WHAT THIS TASK INVOLVES » Your reply should consist solely of the lines from the start of the material below through the line containing "pub struct Version(pub &'static str);", reproduced exactly.

BEGIN

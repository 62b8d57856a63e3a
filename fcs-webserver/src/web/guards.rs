use core::ops::Deref;
use std::sync::Arc;

use fcs_core::gateways::film_catalog::FilmCatalogGateway;
use rocket::{
    outcome::try_outcome,
    request::{FromRequest, Outcome, Request},
    State,
};

pub struct Version(pub &'static str);

#[derive(Clone)]
pub struct FilmCatalog(pub Arc<dyn FilmCatalogGateway + Send + Sync>);

impl Deref for FilmCatalog {
    type Target = dyn FilmCatalogGateway + Send + Sync;
    fn deref(&self) -> &Self::Target {
        &*self.0
    }
}

#[rocket::async_trait]
impl<'r> FromRequest<'r> for FilmCatalog {
    type Error = ();

    async fn from_request(request: &'r Request<'_>) -> Outcome<Self, Self::Error> {
        let film_catalog = try_outcome!(request.guard::<&State<FilmCatalog>>().await);
        Outcome::Success(film_catalog.inner().clone())
    }
}
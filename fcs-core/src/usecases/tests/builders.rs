pub use self::new_comment_builder::*;
pub use fcs_entities::builders::Builder;

pub mod new_comment_builder {

    use super::*;
    use crate::usecases::NewComment;

    #[derive(Debug)]
    pub struct NewCommentBuild {
        new_comment: NewComment,
    }

    impl NewCommentBuild {
        pub fn film_id(mut self, film_id: f64) -> Self {
            self.new_comment.film_id = Some(film_id);
            self
        }
        pub fn no_film_id(mut self) -> Self {
            self.new_comment.film_id = None;
            self
        }
        pub fn nik(mut self, nik: &str) -> Self {
            self.new_comment.nik = nik.into();
            self
        }
        pub fn text(mut self, text: &str) -> Self {
            self.new_comment.text = text.into();
            self
        }
        pub fn finish(self) -> NewComment {
            self.new_comment
        }
    }

    impl Builder for NewComment {
        type Build = NewCommentBuild;
        fn build() -> NewCommentBuild {
            NewCommentBuild {
                new_comment: NewComment {
                    film_id: Some(1.0),
                    nik: "nik".into(),
                    text: "text".into(),
                },
            }
        }
    }
}
mod count_comments;
mod create_comment;
mod error;
mod list_comments;

#[cfg(test)]
pub mod tests;

pub use self::{count_comments::*, create_comment::*, error::Error, list_comments::*};

mod prelude {
    pub use super::error::Error;
    pub type Result<T> = std::result::Result<T, Error>;
    pub use crate::{entities::*, repositories::*};
}
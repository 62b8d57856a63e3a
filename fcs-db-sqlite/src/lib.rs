#[macro_use]
extern crate diesel;

use anyhow::Result as Fallible;
use diesel::{r2d2, sqlite::SqliteConnection};
use diesel_migrations::{embed_migrations, EmbeddedMigrations, MigrationHarness};
use parking_lot::{RwLock, RwLockReadGuard, RwLockWriteGuard};
use std::{
    cell::{RefCell, RefMut},
    sync::Arc,
};

mod models;
mod repo_impl;
mod schema;

const MIGRATIONS: EmbeddedMigrations = embed_migrations!("./migrations");

type Connection = SqliteConnection;

type ConnectionManager = r2d2::ConnectionManager<Connection>;
type ConnectionPool = r2d2::Pool<ConnectionManager>;
type PooledConnection = r2d2::PooledConnection<ConnectionManager>;

type SharedConnectionPool = Arc<RwLock<ConnectionPool>>;

pub struct DbReadOnly<'a> {
    _locked_pool: RwLockReadGuard<'a, ConnectionPool>,
    conn: RefCell<PooledConnection>,
}

impl<'a> DbReadOnly<'a> {
    fn try_new(pool: &'a SharedConnectionPool) -> Fallible<Self> {
        let locked_pool = pool.read();
        let conn = locked_pool.get().inspect_err(|err| {
            log::error!("Failed to obtain pooled database connection for read-only access: {err}");
        })?;
        Ok(Self {
            _locked_pool: locked_pool,
            conn: RefCell::new(conn),
        })
    }
}

pub struct DbReadWrite<'a> {
    _locked_pool: RwLockWriteGuard<'a, ConnectionPool>,
    conn: RefCell<PooledConnection>,
}

impl<'a> DbReadWrite<'a> {
    fn try_new(pool: &'a SharedConnectionPool) -> Fallible<Self> {
        let locked_pool = pool.write();
        let conn = locked_pool.get().inspect_err(|err| {
            log::error!("Failed to obtain pooled database connection for read/write access: {err}");
        })?;
        Ok(Self {
            _locked_pool: locked_pool,
            conn: RefCell::new(conn),
        })
    }

    fn sqlite_conn(&self) -> RefMut<'_, PooledConnection> {
        self.conn.borrow_mut()
    }
}

#[derive(Clone)]
pub struct Connections {
    // Only a single connection with write access will be
    // handed out at a time from the pool. Multiple read
    // connections can be accessed concurrently. This locking
    // pattern around the connection pool prevents SQLITE_LOCKED
    // ("database is locked") errors that are causing internal
    // server errors and failed requests.
    pool: SharedConnectionPool,
}

/// Configure the database engine
///
/// Some values like the text encoding can only be changed once after the
/// database has initially been created.
pub fn initialize_database(connection: &mut SqliteConnection) -> Fallible<()> {
    use diesel::RunQueryDsl as _;
    diesel::sql_query(r#"
PRAGMA journal_mode = WAL;        -- better write-concurrency
PRAGMA synchronous = NORMAL;      -- fsync only in critical moments, safe for journal_mode = WAL
PRAGMA wal_autocheckpoint = 1000; -- write WAL changes back every 1000 pages (default), for an in average 1MB WAL file
PRAGMA wal_checkpoint(TRUNCATE);  -- free some space by truncating possibly massive WAL files from the last run
PRAGMA automatic_index = 1;       -- detect and log missing indexes
PRAGMA encoding = 'UTF-8';
"#).execute(connection)?;
    Ok(())
}

impl Connections {
    pub fn init(url: &str, pool_size: u32) -> Fallible<Self> {
        // Establish a test connection before creating the connection pool to fail early.
        // If the given file is inaccessible r2d2 (Diesel 1.4.8) seems to do multiple retries
        // and logs errors instead of simply failing and returning and error immediately.
        // Malformed example file name for testing: ":/tmp/comments.sqlite"
        use diesel::Connection as _;
        let _ = diesel::SqliteConnection::establish(url)?;
        // The test connection is dropped immediately without using it
        // and missing files should have been created after reaching
        // this point.
        let manager = ConnectionManager::new(url);
        let pool = ConnectionPool::builder()
            .max_size(pool_size)
            .build(manager)?;
        initialize_database(&mut *pool.get()?)?;
        Ok(Self::new(pool))
    }

    fn new(pool: ConnectionPool) -> Self {
        Self {
            pool: Arc::new(RwLock::new(pool)),
        }
    }

    pub fn shared(&self) -> Fallible<DbReadOnly<'_>> {
        DbReadOnly::try_new(&self.pool)
    }

    pub fn exclusive(&self) -> Fallible<DbReadWrite<'_>> {
        DbReadWrite::try_new(&self.pool)
    }
}

pub fn run_embedded_database_migrations(conn: DbReadWrite<'_>) -> Fallible<()> {
    log::info!("Running embedded database migrations");
    let mut sqlite_conn = conn.sqlite_conn();
    let applied = sqlite_conn
        .run_pending_migrations(MIGRATIONS)
        .map_err(|err| anyhow::anyhow!("Failed to run database migrations: {err}"))?;
    for version in applied {
        log::debug!("Applied database migration {version}");
    }
    Ok(())
}

#[cfg(test)]
mod tests {
    use super::*;

    #[test]
    fn run_migrations_on_empty_database() {
        let connections = Connections::init(":memory:", 1).unwrap();
        run_embedded_database_migrations(connections.exclusive().unwrap()).unwrap();
        let conn = connections.exclusive().unwrap();
        assert!(!conn
            .sqlite_conn()
            .has_pending_migration(MIGRATIONS)
            .unwrap());
    }

    #[test]
    fn run_migrations_twice() {
        let connections = Connections::init(":memory:", 1).unwrap();
        run_embedded_database_migrations(connections.exclusive().unwrap()).unwrap();
        run_embedded_database_migrations(connections.exclusive().unwrap()).unwrap();
    }
}
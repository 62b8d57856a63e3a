#![allow(clippy::extra_unused_lifetimes)]

// NOTE:
// All timestamps with the `_at` postfix are stored
// as unix timestamp in **milli**seconds.

use fcs_core::entities::*;

use super::schema::*;

#[rustfmt::skip]
#[derive(Insertable)]
#[diesel(table_name = film_comment)]
pub struct NewFilmComment<'a> {
    pub id         : &'a str,
    pub film_id    : i64,
    pub nik        : &'a str,
    pub text       : &'a str,
    pub created_at : i64,
}

#[rustfmt::skip]
#[derive(Queryable)]
pub struct FilmComment {
    pub rowid      : i64,
    pub id         : String,
    pub film_id    : i64,
    pub nik        : String,
    pub text       : String,
    pub created_at : i64,
}

impl From<FilmComment> for Comment {
    fn from(from: FilmComment) -> Self {
        let FilmComment {
            rowid: _,
            id,
            film_id,
            nik,
            text,
            created_at,
        } = from;
        Self {
            id: id.into(),
            film_id: film_id.into(),
            nik,
            text,
            created_at: Timestamp::from_millis(created_at),
        }
    }
}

END

EXERCISE SOLUTION »
repository 62b8d57856a63e3a
filename fcs-webserver/src/web/guards.rs
use core::ops::Deref;
use std::sync::Arc;

use fcs_core::gateways::film_catalog::FilmCatalogGateway;
use rocket::{
    outcome::try_outcome,
    request::{FromRequest, Outcome, Request},
    State,
};

pub struct Version(pub &'static str);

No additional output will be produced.